To set up a development environment, simply run vagrant up
and then vagrant ssh
in the project root folder. This will set up a development environment inside a virtual machine and SSH into it. Do cd /vagrant
to get to the project folder within the VM.
To set up the environment locally on Ubuntu 14.04 LTS, simply run sudo ansible-playbook -i ansible/inventory/localhost.ini ansible/dev.yml
.
Note that within the Vagrant VM, ~/miniconda2/bin/python
is the main Python binary (the one you get when you do which python
). All the packages are installed for Miniconda's Python rather than the system Python.

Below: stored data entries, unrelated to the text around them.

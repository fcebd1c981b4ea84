//! Event handlers: calendar, part clicks, severity buttons, camera resets.

use chrono::NaiveDate;
use shared::{PainError, PartName, Severity};

use super::AppState;
use crate::appearance;
use crate::calendar::MonthCursor;
use crate::i18n::Lang;
use crate::viewport::camera::{AnimationToken, ViewPreset};
use crate::viewport::picking;

impl AppState {
    /// Make `date` current and repaint the body for it.
    pub fn select_date(&mut self, date: NaiveDate) {
        if self.selection.date == date {
            return;
        }
        self.selection.date = date;
        if !self.cursor.contains(date) {
            self.cursor = MonthCursor::containing(date);
        }
        tracing::debug!("Selected date {}", self.selection.date_key());
        self.repaint_all();
    }

    /// Jump the calendar and selection to the real current date.
    pub fn select_today(&mut self) {
        self.select_date(self.today);
        self.cursor = MonthCursor::containing(self.today);
    }

    /// Resolve a click in the viewport. On a hit the part becomes selected
    /// and its severity panel opens; a miss changes nothing.
    pub fn click_part(&mut self, pointer: egui::Pos2, rect: egui::Rect) -> Option<PartName> {
        let scene = self.scene.as_ref()?;
        let hit = picking::resolve(pointer, rect, &self.view.camera, scene)?;
        self.selection.select_part(hit.name.clone());
        Some(hit.name)
    }

    /// Select a part by name, as a click on it would.
    pub fn select_part_named(&mut self, name: &str) -> bool {
        match self.scene.as_ref().and_then(|s| s.part(name)) {
            Some(_) => {
                self.selection.select_part(name);
                true
            }
            None => false,
        }
    }

    /// Record `level` for the selected part on the selected date.
    ///
    /// Returns `Ok(false)` when no part is selected. Levels outside 0..=3
    /// are rejected before anything is touched.
    pub fn set_selected_severity(&mut self, level: u8) -> Result<bool, PainError> {
        let severity = Severity::from_level(level)?;
        let Some(part) = self.selection.part().map(str::to_owned) else {
            return Ok(false);
        };
        let Some(scene) = self.scene.as_mut() else {
            return Ok(false);
        };

        let key = self.selection.date_key();
        self.store.set_severity(&key, &part, severity);
        for node in scene.parts_named_mut(&part) {
            appearance::apply(&mut node.appearance, severity);
        }
        tracing::info!("{} {} -> {}", key, part, severity);
        Ok(true)
    }

    /// Close the severity panel. Recorded data is left as is.
    pub fn close_panel(&mut self) {
        self.selection.clear_part();
    }

    pub fn set_language(&mut self, lang: Lang) {
        if self.lang != lang {
            self.lang = lang;
            self.settings.ui.language = lang;
            self.settings_dirty = true;
        }
    }

    pub fn toggle_language(&mut self) {
        self.set_language(self.lang.toggled());
    }

    pub fn prev_month(&mut self) {
        self.cursor = self.cursor.prev();
    }

    pub fn next_month(&mut self) {
        self.cursor = self.cursor.next();
    }

    /// Start animating the camera to a preset, replacing any running reset.
    pub fn reset_camera(&mut self, preset: ViewPreset, now: f64) -> AnimationToken {
        let from = self.view.camera.pose();
        let mut to = self.preset_pose(preset);
        // Take the short way round
        let delta = (to.yaw - from.yaw + std::f32::consts::PI).rem_euclid(std::f32::consts::TAU)
            - std::f32::consts::PI;
        to.yaw = from.yaw + delta;

        let duration = self.settings.viewport.camera_reset_secs;
        self.view.animator.start(from, to, now, duration)
    }

    /// Advance the camera animation. True while it is still running.
    pub fn tick_camera(&mut self, now: f64) -> bool {
        self.view.animator.tick(now, &mut self.view.camera)
    }

    /// The user grabbed the camera; stop any reset in flight.
    pub fn begin_camera_drag(&mut self) {
        self.view.animator.cancel();
    }
}
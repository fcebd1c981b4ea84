//! Scripted sessions through the JSON command protocol.

use chrono::NaiveDate;
use musclemap_gui_lib::command::{execute_json, execute_json_batch};
use musclemap_gui_lib::harness::TestHarness;

fn harness() -> TestHarness {
    TestHarness::new(NaiveDate::from_ymd_opt(2024, 5, 1).unwrap())
}

#[test]
fn test_batch_session() {
    let mut h = harness();
    let script = r#"[
        {"command": "select_date", "date": "2024-05-03"},
        {"command": "click_part", "part": "left_calf"},
        {"command": "set_severity", "level": 3},
        {"command": "close_panel"},
        {"command": "inspect"}
    ]"#;

    let responses = execute_json_batch(&mut h, script).unwrap();
    assert_eq!(responses.len(), 5);
    assert!(responses.iter().all(|r| r.success));

    let inspect = responses[4].data.as_ref().unwrap();
    assert_eq!(inspect["date"], "2024-05-03");
    assert_eq!(inspect["day"]["left_calf"], 3);
    assert_eq!(inspect["days_with_data"][0], "2024-05-03");
    assert!(inspect["selected_part"].is_null());
}

#[test]
fn test_export_record_matches_storage() {
    let mut h = harness();
    execute_json(&mut h, r#"{"command": "click_part", "part": "head"}"#).unwrap();
    execute_json(&mut h, r#"{"command": "set_severity", "level": 1}"#).unwrap();

    let resp = execute_json(&mut h, r#"{"command": "export_record"}"#).unwrap();
    let data = resp.data.unwrap();
    assert_eq!(data["record_json"], r#"{"2024-05-01":{"head":1}}"#);
    assert_eq!(h.persisted(), Some(r#"{"2024-05-01":{"head":1}}"#));
}

#[test]
fn test_month_navigation_and_language() {
    let mut h = harness();
    let script = r#"[
        {"command": "set_language", "lang": "en"},
        {"command": "prev_month"},
        {"command": "prev_month"},
        {"command": "inspect"}
    ]"#;
    let responses = execute_json_batch(&mut h, script).unwrap();
    let inspect = responses[3].data.as_ref().unwrap();
    assert_eq!(inspect["month"], "March 2024");
    // Navigating months does not change the selected date
    assert_eq!(inspect["date"], "2024-05-01");

    let resp = execute_json(&mut h, r#"{"command": "toggle_language"}"#).unwrap();
    assert_eq!(resp.data.unwrap()["lang"], "ja");
}

#[test]
fn test_click_on_empty_space_reports_no_hit() {
    let mut h = harness();
    let resp = execute_json(&mut h, r#"{"command": "click_at", "x": 2.0, "y": 2.0}"#).unwrap();
    assert!(resp.success);
    assert!(resp.data.unwrap()["hit"].is_null());
}
//! Main application module

mod keyboard;
mod styles;

use std::sync::Arc;

use eframe::egui;

use crate::asset::AssetError;
use crate::export;
use crate::i18n::t;
use crate::scene::SceneGraph;
use crate::state::{AppSettings, AppState};
use crate::ui::{calendar_panel, severity_panel, status_bar, top_bar};
use crate::viewport::ViewportPanel;

/// Main application
pub struct MusclemapApp {
    state: AppState,
    viewport: ViewportPanel,
    /// Last applied font size (to detect changes)
    last_font_size: f32,
    /// A screenshot was requested for export
    export_pending: bool,
}

impl MusclemapApp {
    pub fn new(
        cc: &eframe::CreationContext<'_>,
        model: Result<SceneGraph, AssetError>,
        settings: AppSettings,
    ) -> Self {
        let persisted = AppState::stored_record(cc.storage);
        let today = chrono::Local::now().date_naive();
        let state = AppState::new(model, persisted.as_deref(), settings, today);

        styles::configure_styles(&cc.egui_ctx, state.settings.ui.font_size);

        let mut viewport = ViewportPanel::new();
        if let Some(gl) = cc.gl.as_ref() {
            viewport.init_gl(gl, state.scene.as_ref());
        }

        let last_font_size = state.settings.ui.font_size;
        Self {
            state,
            viewport,
            last_font_size,
            export_pending: false,
        }
    }

    fn request_export(&mut self, ctx: &egui::Context) {
        self.export_pending = true;
        ctx.send_viewport_cmd(egui::ViewportCommand::Screenshot(egui::UserData::default()));
    }

    fn handle_screenshot(&mut self, ctx: &egui::Context) {
        if !self.export_pending {
            return;
        }
        let image: Option<Arc<egui::ColorImage>> = ctx.input(|i| {
            i.raw.events.iter().find_map(|e| match e {
                egui::Event::Screenshot { image, .. } => Some(image.clone()),
                _ => None,
            })
        });
        let Some(image) = image else {
            return;
        };
        self.export_pending = false;

        let Some(rect) = self.viewport.last_rect() else {
            return;
        };
        let cropped = export::crop_to_viewport(&image, rect, ctx.pixels_per_point());
        let file_name = export::snapshot_file_name(&self.state.selection.date_key());
        let lang = self.state.lang;

        let Some(path) = rfd::FileDialog::new()
            .set_title(t(lang, "top.export_title"))
            .set_file_name(file_name)
            .add_filter("PNG", &["png"])
            .save_file()
        else {
            return;
        };

        self.state.notice = Some(match export::save_png(&cropped, &path) {
            Ok(()) => format!("{}: {}", t(lang, "status.saved"), path.display()),
            Err(e) => {
                tracing::error!("Snapshot export failed: {}", e);
                format!("{}: {}", t(lang, "err.export"), e)
            }
        });
    }
}

impl eframe::App for MusclemapApp {
    fn update(&mut self, ctx: &egui::Context, frame: &mut eframe::Frame) {
        // Apply font size if changed
        if self.state.settings.ui.font_size != self.last_font_size {
            styles::apply_font_size(ctx, self.state.settings.ui.font_size);
            self.last_font_size = self.state.settings.ui.font_size;
        }

        if self.state.tick_camera(ctx.input(|i| i.time)) {
            ctx.request_repaint();
        }

        keyboard::handle_keyboard(ctx, &mut self.state);
        self.handle_screenshot(ctx);

        // ── Top bar ───────────────────────────────────────────
        let mut export_clicked = false;
        egui::TopBottomPanel::top("top_bar")
            .frame(
                egui::Frame::side_top_panel(&ctx.style()).inner_margin(egui::Margin::symmetric(8, 4)),
            )
            .show(ctx, |ui| {
                export_clicked = top_bar::show(ui, &mut self.state);
            });
        if export_clicked {
            self.request_export(ctx);
        }

        // ── Status bar ───────────────────────────────────────
        egui::TopBottomPanel::bottom("status_bar")
            .exact_height(22.0)
            .frame(
                egui::Frame::side_top_panel(&ctx.style()).inner_margin(egui::Margin::symmetric(8, 2)),
            )
            .show(ctx, |ui| {
                status_bar::show(ui, &self.state);
            });

        // ── Left panel: calendar ─────────────────────────────
        egui::SidePanel::left("calendar")
            .default_width(280.0)
            .resizable(false)
            .frame(egui::Frame::side_top_panel(&ctx.style()).inner_margin(egui::Margin::same(8)))
            .show(ctx, |ui| {
                calendar_panel::show(ui, &mut self.state);
            });

        // ── Severity panel (floating, while a part is selected) ─
        severity_panel::show(ctx, &mut self.state);

        // ── Central panel: 3D viewport ───────────────────────
        egui::CentralPanel::default()
            .frame(egui::Frame::NONE)
            .show(ctx, |ui| {
                self.viewport.show(ui, &mut self.state);
            });

        if let Some(storage) = frame.storage_mut() {
            self.state.persist_if_changed(storage);
        }
        self.state.save_settings_if_changed();
    }

    fn save(&mut self, storage: &mut dyn eframe::Storage) {
        self.state.persist_if_changed(storage);
    }

    fn on_exit(&mut self, gl: Option<&glow::Context>) {
        if let Some(gl) = gl {
            self.viewport.destroy(gl);
        }
    }
}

To backfill data, just run crash_rate_aggregates/crash_aggregator.py
with the desired start/end dates as the --min-submission-date
/--max-submission-date
arguments.
To run the tests, execute python -m unittest discover -s /vagrant/test
in the Vagrant VM.
To add a new dimension to compare on, add matching entries to COMPARABLE_DIMENSIONS
and DIMENSION_NAMES
in crash_rate_aggregates/crash_aggregator.py
. Also make sure to add a matching entry to ping_dimensions
in test/dataset.py
, and update the counts in the relevant tests.
Note that new dimensions will exponentially increase the number of aggregates. Adding one Boolean aggregate, for example, might double the possibilities.
When running in the Telemetry Analysis Environment, debugging can be a pain. These commands can be helpful:
yum install w3m; w3m http://localhost:4040
to show the Spark UI in the command line.tail -f /mnt/spark.log
to view the Spark logs.yum install nethogs; sudo nethogs
to monitor network utilization for each process.
To run the job, see /vagrant/crash_rate_aggregates/crash_aggregator.py --help
. The simplest possible usage is python crash_aggregator.py
.
- Install Ansible Playbook:
sudo apt-get install ansible
. - Set up the scheduled Spark analysis on the Telemetry analysis service to run daily, using the
run_crash_aggregator.ipynb
Jupyter notebook.